The South Carolina Technology Alliance calls it the most significant victory for South Carolina's research universities and tech entrepreneurs in the last 50 years. An idle exaggeration? Probably not.

Senate Bill 0560 creates a $50 million venture capital (VC) fund for the state and offers tax credits and other incentives to attract large life science and pharmaceutical businesses. It also facilitates borrowing up to $250 million for university construction and improvement projects encouraging research and tech-based economic development (TBED). The bill, which passed overwhelmingly in both the state senate and house, includes three sections:

  • The South Carolina Life Sciences Act provides multiple tax credits for recruitment and expansion of large life science facilities. To receive the credits, the business must invest more than $100 million in the new facility and create a minimum of 200 full time jobs that pay at least one-and-a-half to two times the annual per capita income for the state or county in which the facility is located. The Act also allows the state to issue up to $250 million in general obligation bonds to pay for infrastructure improvements necessary to induce the location of large life science facilities within the state.
  • The Venture Capital Investment Act of South Carolina creates two funds within the Department of Commerce, the South Carolina Venture Capital Fund and the South Carolina Technology Innovation Fund. The $50 million VC fund may provide equity, near-equity and seed capital of up to $5 million or 15 percent of the committed capital of the investor, whichever is less. Deals must be for S.C.-based firms.

Uses of the Technology Innovation Fund are more varied, permitting the state to provide small grants to support research and tech transfer through the technology incubators connected to the state's research universities.
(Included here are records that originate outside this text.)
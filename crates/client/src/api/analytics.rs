//! Dashboard analytics.

use blogfront_shared::{AnalyticsOverview, ApiError};

use crate::api_client::{ApiClient, Query};

#[derive(Debug, Clone)]
pub struct AnalyticsApi {
    client: ApiClient,
}

impl AnalyticsApi {
    pub fn new(client: ApiClient) -> Self {
        Self { client }
    }

    pub async fn fetch_overview(&self) -> Result<AnalyticsOverview, ApiError> {
        self.client
            .get("/admin/analytics/overview", Query::new())
            .await
    }
}

#[cfg(test)]
mod tests {
    use crate::api_client::testing::*;
    use serde_json::json;

    #[tokio::test]
    async fn overview_decodes_hot_posts() {
        let transport = FakeTransport::new();
        transport.ok(
            "GET /api/admin/analytics/overview",
            json!({
                "todayPv": 120, "todayUv": 45, "publishedPosts": 12, "pendingComments": 3,
                "hotPosts": [{"postId": 1, "title": "Hello", "slug": "hello", "score": 88}]
            }),
        );
        let api = client(&transport).analytics();

        let overview = api.fetch_overview().await.unwrap();
        assert_eq!(overview.pending_comments, 3);
        assert_eq!(overview.hot_posts[0].view_count, None);
    }
}
/// Moves one request over the wire.
///
/// Errors are transport errors only: anything that produced a response,
/// whatever its status, is `Ok`.
#[cfg_attr(not(target_arch = "wasm32"), async_trait)]
#[cfg_attr(target_arch = "wasm32", async_trait(?Send))]
pub trait Transport: MaybeSync {
    async fn send(&self, request: ApiRequest) -> Result<RawResponse, ApiError>;
}

/// [`Transport`] over `reqwest`.
#[derive(Debug, Clone, Default)]
pub struct ReqwestTransport {
    client: reqwest::Client,
}

impl ReqwestTransport {
    pub fn new() -> Self {
        Self::default()
    }

    #[cfg(target_arch = "wasm32")]
    fn absolute(url: &str) -> String {
        if url.contains("://") {
            return url.to_string();
        }
        let origin = web_sys::window()
            .and_then(|w| w.location().origin().ok())
            .unwrap_or_default();
        format!("{}{}", origin.trim_end_matches('/'), url)
    }

    #[cfg(not(target_arch = "wasm32"))]
    fn absolute(url: &str) -> String {
        url.to_string()
    }
}

#[cfg_attr(not(target_arch = "wasm32"), async_trait)]
#[cfg_attr(target_arch = "wasm32", async_trait(?Send))]
impl Transport for ReqwestTransport {
    async fn send(&self, request: ApiRequest) -> Result<RawResponse, ApiError> {
        let url = Self::absolute(&request.url);
        let mut rb = match request.method {
            Method::Get => self.client.get(&url),
            Method::Post => self.client.post(&url),
            Method::Put => self.client.put(&url),
            Method::Delete => self.client.delete(&url),
        };

        #[cfg(target_arch = "wasm32")]
        {
            rb = rb.fetch_credentials_include();
        }

        if let Some(token) = &request.bearer {
            rb = rb.bearer_auth(token);
        }
        if let Some(body) = request.body {
            rb = rb.header("Content-Type", "application/json").body(body);
        }

        let resp = rb
            .send()
            .await
            .map_err(|e| ApiError::Transport(e.to_string()))?;
        let status = resp.status().as_u16();
        let body = resp
            .text()
            .await
            .map_err(|e| ApiError::Transport(format!("failed to read body: {e}")))?;

        Ok(RawResponse { status, body })
    }
}

/// Ordered query parameters; `None` values are skipped.
#[derive(Debug, Clone, Default, PartialEq, Eq)]
pub struct Query(Vec<(&'static str, String)>);

impl Query {
    pub fn new() -> Self {
        Self::default()
    }

    pub fn param(mut self, key: &'static str, value: impl ToString) -> Self {
        self.0.push((key, value.to_string()));
        self
    }

    pub fn opt<V: ToString>(self, key: &'static str, value: Option<V>) -> Self {
        match value {
            Some(v) => self.param(key, v),
            None => self,
        }
    }

    fn encode(&self) -> Option<String> {
        if self.0.is_empty() {
            return None;
        }
        let mut ser = url::form_urlencoded::Serializer::new(String::new());
        for (k, v) in &self.0 {
            ser.append_pair(k, v);
        }
        Some(ser.finish())
    }
}

/// Client shared by every API module. Cheap to clone.
#[derive(Clone)]
pub struct ApiClient {
    transport: Arc<dyn Transport>,
    tokens: TokenStore,
    base_url: String,
    timeout: Duration,
}

impl ApiClient {
    /// Client over the real network.
    pub fn new(config: &ClientConfig, tokens: TokenStore) -> Self {
        Self::with_transport(config, tokens, ReqwestTransport::new())
    }

    pub fn with_transport(
        config: &ClientConfig,
        tokens: TokenStore,
        transport: impl Transport + 'static,
    ) -> Self {
        Self {
            transport: Arc::new(transport),
            tokens,
            base_url: config.base_url.clone(),
            timeout: config.timeout,
        }
    }

    pub fn tokens(&self) -> &TokenStore {
        &self.tokens
    }

    fn url(&self, path: &str, query: &Query) -> String {
        let mut url = if path.starts_with("http://") || path.starts_with("https://") {
            path.to_string()
        } else {
            let base = self.base_url.trim_end_matches('/');
            let path = path.trim_start_matches('/');
            format!("{base}/{path}")
        };
        if let Some(qs) = query.encode() {
            url.push(if url.contains('?') { '&' } else { '?' });
            url.push_str(&qs);
        }
        url
    }

    pub async fn get<TRes: DeserializeOwned>(
        &self,
        path: &str,
        query: Query,
    ) -> Result<TRes, ApiError> {
        self.execute(Method::Get, path, &query, None).await
    }

    pub async fn post<TReq: Serialize + ?Sized, TRes: DeserializeOwned>(
        &self,
        path: &str,
        body: &TReq,
    ) -> Result<TRes, ApiError> {
        let body = encode_body(body)?;
        self.execute(Method::Post, path, &Query::new(), Some(body))
            .await
    }

    /// POST without a request body.
    pub async fn post_empty<TRes: DeserializeOwned>(&self, path: &str) -> Result<TRes, ApiError> {
        self.execute(Method::Post, path, &Query::new(), None).await
    }

    pub async fn put<TReq: Serialize + ?Sized, TRes: DeserializeOwned>(
        &self,
        path: &str,
        body: &TReq,
    ) -> Result<TRes, ApiError> {
        let body = encode_body(body)?;
        self.execute(Method::Put, path, &Query::new(), Some(body))
            .await
    }

    /// PUT without a request body.
    pub async fn put_empty<TRes: DeserializeOwned>(&self, path: &str) -> Result<TRes, ApiError> {
        self.execute(Method::Put, path, &Query::new(), None).await
    }

    pub async fn delete<TRes: DeserializeOwned>(&self, path: &str) -> Result<TRes, ApiError> {
        self.execute(Method::Delete, path, &Query::new(), None).await
    }

    async fn execute<TRes: DeserializeOwned>(
        &self,
        method: Method,
        path: &str,
        query: &Query,
        body: Option<Vec<u8>>,
    ) -> Result<TRes, ApiError> {
        let request = ApiRequest {
            method,
            url: self.url(path, query),
            bearer: self.tokens.access_token(),
            body,
        };
        let label = format!("{} {}", method.as_str(), request.url);

        let raw = match with_timeout(self.transport.send(request), self.timeout).await {
            Ok(raw) => raw,
            Err(e) => {
                crate::log_debug!("{label} failed: {e}");
                return Err(e);
            }
        };
        crate::log_debug!("{label} -> {}", raw.status);

        unwrap_envelope(raw)
    }
}

impl std::fmt::Debug for ApiClient {
    fn fmt(&self, f: &mut std::fmt::Formatter<'_>) -> std::fmt::Result {
        f.debug_struct("ApiClient")
            .field("base_url", &self.base_url)
            .field("timeout", &self.timeout)
            .finish()
    }
}

fn encode_body<T: Serialize + ?Sized>(body: &T) -> Result<Vec<u8>, ApiError> {
    serde_json::to_vec(body).map_err(|e| ApiError::Decode(format!("failed to encode body: {e}")))
}

/// Turn a raw response into the caller's data or the matching error.
pub fn unwrap_envelope<TRes: DeserializeOwned>(raw: RawResponse) -> Result<TRes, ApiError> {
    let ok_status = (200..300).contains(&raw.status);
    match Envelope::parse(&raw.body) {
        Some(envelope) if !envelope.success => Err(ApiError::Rejected(envelope)),
        Some(envelope) if ok_status => {
            serde_json::from_value(envelope.data).map_err(|e| ApiError::Decode(e.to_string()))
        }
        None if ok_status => Err(ApiError::Rejected(Envelope::fallback())),
        _ => Err(ApiError::Http {
            status: raw.status,
            body: raw.body,
        }),
    }
}

#[cfg(not(target_arch = "wasm32"))]
async fn with_timeout<F>(fut: F, timeout: Duration) -> Result<RawResponse, ApiError>
where
    F: std::future::Future<Output = Result<RawResponse, ApiError>>,
{
    tokio::time::timeout(timeout, fut)
        .await
        .map_err(|_| ApiError::Timeout(timeout.as_millis() as u64))?
}

#[cfg(target_arch = "wasm32")]
async fn with_timeout<F>(fut: F, timeout: Duration) -> Result<RawResponse, ApiError>
where
    F: std::future::Future<Output = Result<RawResponse, ApiError>>,
{
    use futures_util::future::{select, Either};

    let sleep = gloo_timers::future::sleep(timeout);
    futures_util::pin_mut!(fut, sleep);
    match select(fut, sleep).await {
        Either::Left((result, _)) => result,
        Either::Right(_) => Err(ApiError::Timeout(timeout.as_millis() as u64)),
    }
}
//! Reusable UI components.

pub mod ui;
Administration of the Innovation Fund will be contracted to a separate nonprofit.

  • The South Carolina Research University Infrastructure Act increases the state's debt limit by half a percent to provide as much as $250 million for facility and infrastructure improvements at the state's three research universities — Clemson University, The Medical University of South Carolina, and the University of South Carolina- Columbia. Projects must advance economic development and creation of a knowledge-based economy.